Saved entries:
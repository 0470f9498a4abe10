use std::fmt;
use std::str::FromStr;

use thiserror::Error;

/// Language the bot uses when talking to a guild.
#[derive(Debug, Clone, Copy, Default, PartialEq, Eq, Hash)]
pub enum Language {
    #[default]
    English,
    French,
}

impl Language {
    pub const ALL: [Language; 2] = [Language::English, Language::French];

    /// Code stored in the `guild_preference.language` column.
    pub fn code(self) -> &'static str {
        match self {
            Self::English => "english",
            Self::French => "french",
        }
    }

    /// Name of the language written in that language.
    pub fn native_name(self) -> &'static str {
        match self {
            Self::English => "English",
            Self::French => "Français",
        }
    }
}

impl fmt::Display for Language {
    fn fmt(&self, f: &mut fmt::Formatter<'_>) -> fmt::Result {
        f.write_str(self.code())
    }
}

/// Returned when a stored or user-supplied language code is not supported.
#[derive(Error, Debug, Clone, PartialEq, Eq)]
#[error("unknown language code '{0}'")]
pub struct UnknownLanguage(pub String);

impl FromStr for Language {
    type Err = UnknownLanguage;

    fn from_str(s: &str) -> Result<Self, Self::Err> {
        Self::ALL
            .into_iter()
            .find(|language| language.code().eq_ignore_ascii_case(s.trim()))
            .ok_or_else(|| UnknownLanguage(s.to_string()))
    }
}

**Requirement:**
Return only the exact lines from the opening of the records through the line that contains "Code stored in", both included.

**Response area:**
repository 0470f9498a4abe10
use std::fmt;
use std::str::FromStr;

use thiserror::Error;

/// Language the bot uses when talking to a guild.
#[derive(Debug, Clone, Copy, Default, PartialEq, Eq, Hash)]
pub enum Language {
    #[default]
    English,
    French,
}

impl Language {
    pub const ALL: [Language; 2] = [Language::English, Language::French];

    /// Code stored in the `guild_preference.language` column.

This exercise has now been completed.